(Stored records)
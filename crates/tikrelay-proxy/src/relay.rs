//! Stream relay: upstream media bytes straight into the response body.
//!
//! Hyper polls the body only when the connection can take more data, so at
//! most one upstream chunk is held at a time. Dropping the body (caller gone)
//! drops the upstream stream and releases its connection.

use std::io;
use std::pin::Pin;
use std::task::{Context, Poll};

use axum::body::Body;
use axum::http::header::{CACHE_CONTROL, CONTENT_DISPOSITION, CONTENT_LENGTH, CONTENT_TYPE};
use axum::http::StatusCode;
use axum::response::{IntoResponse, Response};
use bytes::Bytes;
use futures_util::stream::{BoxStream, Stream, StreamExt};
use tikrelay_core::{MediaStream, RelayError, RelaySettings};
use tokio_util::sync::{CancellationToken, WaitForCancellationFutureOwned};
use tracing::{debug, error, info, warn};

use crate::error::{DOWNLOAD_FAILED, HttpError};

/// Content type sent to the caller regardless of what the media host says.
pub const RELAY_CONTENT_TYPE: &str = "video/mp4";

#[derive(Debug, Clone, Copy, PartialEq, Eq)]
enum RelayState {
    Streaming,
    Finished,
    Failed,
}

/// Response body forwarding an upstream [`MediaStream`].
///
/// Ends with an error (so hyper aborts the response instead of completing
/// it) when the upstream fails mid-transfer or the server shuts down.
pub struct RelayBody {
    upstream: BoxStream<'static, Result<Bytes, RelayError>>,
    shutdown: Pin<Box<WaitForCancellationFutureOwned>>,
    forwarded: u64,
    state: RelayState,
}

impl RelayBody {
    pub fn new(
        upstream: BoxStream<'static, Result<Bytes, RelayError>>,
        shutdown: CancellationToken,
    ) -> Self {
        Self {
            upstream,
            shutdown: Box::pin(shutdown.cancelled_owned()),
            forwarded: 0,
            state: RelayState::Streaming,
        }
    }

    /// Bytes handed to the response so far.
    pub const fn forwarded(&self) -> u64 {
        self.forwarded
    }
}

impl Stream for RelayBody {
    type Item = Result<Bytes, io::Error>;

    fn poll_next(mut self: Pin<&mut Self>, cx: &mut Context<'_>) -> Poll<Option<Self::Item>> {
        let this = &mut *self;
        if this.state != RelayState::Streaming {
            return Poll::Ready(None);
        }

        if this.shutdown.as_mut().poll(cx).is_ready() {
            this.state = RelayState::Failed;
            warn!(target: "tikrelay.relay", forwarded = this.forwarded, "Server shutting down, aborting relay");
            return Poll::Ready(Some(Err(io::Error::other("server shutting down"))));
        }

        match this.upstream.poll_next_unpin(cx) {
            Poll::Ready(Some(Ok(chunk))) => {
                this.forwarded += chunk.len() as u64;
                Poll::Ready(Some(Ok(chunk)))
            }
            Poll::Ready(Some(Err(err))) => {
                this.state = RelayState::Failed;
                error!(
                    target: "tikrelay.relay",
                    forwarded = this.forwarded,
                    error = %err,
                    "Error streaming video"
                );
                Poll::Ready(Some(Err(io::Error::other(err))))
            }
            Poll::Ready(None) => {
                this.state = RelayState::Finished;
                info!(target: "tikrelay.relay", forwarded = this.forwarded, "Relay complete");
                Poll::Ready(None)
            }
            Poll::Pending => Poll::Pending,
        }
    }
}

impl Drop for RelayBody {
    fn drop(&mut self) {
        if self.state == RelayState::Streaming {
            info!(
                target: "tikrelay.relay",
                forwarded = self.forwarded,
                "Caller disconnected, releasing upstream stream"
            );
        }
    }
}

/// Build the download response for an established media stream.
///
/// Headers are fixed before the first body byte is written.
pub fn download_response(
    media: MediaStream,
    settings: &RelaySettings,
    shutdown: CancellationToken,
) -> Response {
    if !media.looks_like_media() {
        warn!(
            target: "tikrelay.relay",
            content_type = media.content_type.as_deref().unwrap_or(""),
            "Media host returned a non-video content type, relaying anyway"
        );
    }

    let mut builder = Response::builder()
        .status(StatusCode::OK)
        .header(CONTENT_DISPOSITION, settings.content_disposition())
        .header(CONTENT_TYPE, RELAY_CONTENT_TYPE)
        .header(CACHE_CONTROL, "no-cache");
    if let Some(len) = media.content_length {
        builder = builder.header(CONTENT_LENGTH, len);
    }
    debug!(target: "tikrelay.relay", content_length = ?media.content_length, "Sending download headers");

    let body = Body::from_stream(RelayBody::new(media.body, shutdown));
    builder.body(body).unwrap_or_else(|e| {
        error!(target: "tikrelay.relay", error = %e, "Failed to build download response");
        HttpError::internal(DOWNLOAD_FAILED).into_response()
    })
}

---

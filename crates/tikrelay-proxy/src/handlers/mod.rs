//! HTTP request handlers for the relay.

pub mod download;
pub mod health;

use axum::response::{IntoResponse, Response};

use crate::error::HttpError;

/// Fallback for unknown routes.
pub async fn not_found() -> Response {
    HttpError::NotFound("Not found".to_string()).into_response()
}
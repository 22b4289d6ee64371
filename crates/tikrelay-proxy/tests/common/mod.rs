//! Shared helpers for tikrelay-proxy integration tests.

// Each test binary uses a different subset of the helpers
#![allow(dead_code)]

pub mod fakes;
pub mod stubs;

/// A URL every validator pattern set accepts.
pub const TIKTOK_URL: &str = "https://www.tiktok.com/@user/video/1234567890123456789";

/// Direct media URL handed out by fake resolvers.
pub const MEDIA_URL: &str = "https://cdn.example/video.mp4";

==

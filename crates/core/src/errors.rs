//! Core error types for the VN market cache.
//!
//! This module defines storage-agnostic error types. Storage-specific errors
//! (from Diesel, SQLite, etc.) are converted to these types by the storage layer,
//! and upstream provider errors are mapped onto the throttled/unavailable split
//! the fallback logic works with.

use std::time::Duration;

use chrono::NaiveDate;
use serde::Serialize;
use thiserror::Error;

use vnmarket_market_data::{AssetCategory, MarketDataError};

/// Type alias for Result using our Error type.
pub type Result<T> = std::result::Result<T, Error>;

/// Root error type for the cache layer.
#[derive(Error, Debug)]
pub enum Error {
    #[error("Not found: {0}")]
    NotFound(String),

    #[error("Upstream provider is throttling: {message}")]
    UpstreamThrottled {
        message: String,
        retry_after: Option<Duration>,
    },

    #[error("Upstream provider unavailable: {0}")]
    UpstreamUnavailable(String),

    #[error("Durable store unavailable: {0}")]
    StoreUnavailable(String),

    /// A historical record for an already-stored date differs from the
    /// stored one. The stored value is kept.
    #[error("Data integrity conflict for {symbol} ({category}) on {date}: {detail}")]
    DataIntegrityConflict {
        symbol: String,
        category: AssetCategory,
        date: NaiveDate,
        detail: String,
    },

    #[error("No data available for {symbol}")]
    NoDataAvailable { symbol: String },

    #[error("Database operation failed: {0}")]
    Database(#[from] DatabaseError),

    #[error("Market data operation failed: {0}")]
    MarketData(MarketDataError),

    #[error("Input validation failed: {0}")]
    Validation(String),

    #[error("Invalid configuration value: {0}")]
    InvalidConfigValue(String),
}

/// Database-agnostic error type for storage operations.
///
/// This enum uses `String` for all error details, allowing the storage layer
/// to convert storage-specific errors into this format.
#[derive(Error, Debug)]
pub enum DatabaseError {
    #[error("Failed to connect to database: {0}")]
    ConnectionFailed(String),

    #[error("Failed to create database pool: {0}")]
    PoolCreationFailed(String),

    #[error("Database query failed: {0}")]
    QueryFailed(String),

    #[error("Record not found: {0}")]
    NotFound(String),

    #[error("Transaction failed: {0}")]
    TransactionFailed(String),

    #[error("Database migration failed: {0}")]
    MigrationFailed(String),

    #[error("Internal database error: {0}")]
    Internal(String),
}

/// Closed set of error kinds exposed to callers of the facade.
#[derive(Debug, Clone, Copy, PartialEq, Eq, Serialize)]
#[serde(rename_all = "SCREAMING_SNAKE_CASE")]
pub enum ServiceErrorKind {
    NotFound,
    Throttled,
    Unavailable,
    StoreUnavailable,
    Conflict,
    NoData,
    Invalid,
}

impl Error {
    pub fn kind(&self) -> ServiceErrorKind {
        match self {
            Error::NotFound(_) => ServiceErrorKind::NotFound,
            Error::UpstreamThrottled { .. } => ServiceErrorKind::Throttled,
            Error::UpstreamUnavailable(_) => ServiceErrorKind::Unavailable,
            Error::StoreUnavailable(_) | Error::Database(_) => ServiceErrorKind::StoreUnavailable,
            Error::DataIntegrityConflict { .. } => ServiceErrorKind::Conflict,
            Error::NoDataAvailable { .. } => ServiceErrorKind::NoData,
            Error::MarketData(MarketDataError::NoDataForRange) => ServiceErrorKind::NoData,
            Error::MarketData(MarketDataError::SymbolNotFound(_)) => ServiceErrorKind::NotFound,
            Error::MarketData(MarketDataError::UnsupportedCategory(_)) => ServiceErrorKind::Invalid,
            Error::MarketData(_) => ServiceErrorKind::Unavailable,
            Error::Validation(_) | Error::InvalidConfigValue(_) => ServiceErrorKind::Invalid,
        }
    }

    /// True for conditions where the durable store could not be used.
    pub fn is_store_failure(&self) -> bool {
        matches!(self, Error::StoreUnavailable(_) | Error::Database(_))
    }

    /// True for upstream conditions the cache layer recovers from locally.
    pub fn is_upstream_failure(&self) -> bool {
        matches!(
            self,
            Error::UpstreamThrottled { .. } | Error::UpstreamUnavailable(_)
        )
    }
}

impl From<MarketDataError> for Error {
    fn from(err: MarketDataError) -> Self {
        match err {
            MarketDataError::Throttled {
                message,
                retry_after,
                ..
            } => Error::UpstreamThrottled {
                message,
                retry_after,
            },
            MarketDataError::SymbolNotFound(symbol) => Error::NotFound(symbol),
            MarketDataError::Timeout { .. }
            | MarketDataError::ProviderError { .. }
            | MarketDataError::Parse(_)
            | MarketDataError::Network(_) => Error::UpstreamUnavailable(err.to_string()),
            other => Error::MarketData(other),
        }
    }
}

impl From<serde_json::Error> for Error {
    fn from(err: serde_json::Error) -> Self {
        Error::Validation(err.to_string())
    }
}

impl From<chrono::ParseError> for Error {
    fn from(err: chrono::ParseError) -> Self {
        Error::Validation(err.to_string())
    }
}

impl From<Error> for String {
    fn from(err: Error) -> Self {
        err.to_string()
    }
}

TASK INSTRUCTIONS — Print, without alteration, only the lines above between the one holding "filename crates/tikrelay-proxy/src/handlers/mod.rs" and the one holding "repository 22b4289d6ee64371", inclusive.

RESULT FOR THIS EXERCISE —
filename crates/tikrelay-proxy/src/handlers/mod.rs
//! HTTP request handlers for the relay.

pub mod download;
pub mod health;

use axum::response::{IntoResponse, Response};

use crate::error::HttpError;

/// Fallback for unknown routes.
pub async fn not_found() -> Response {
    HttpError::NotFound("Not found".to_string()).into_response()
}
repository 22b4289d6ee64371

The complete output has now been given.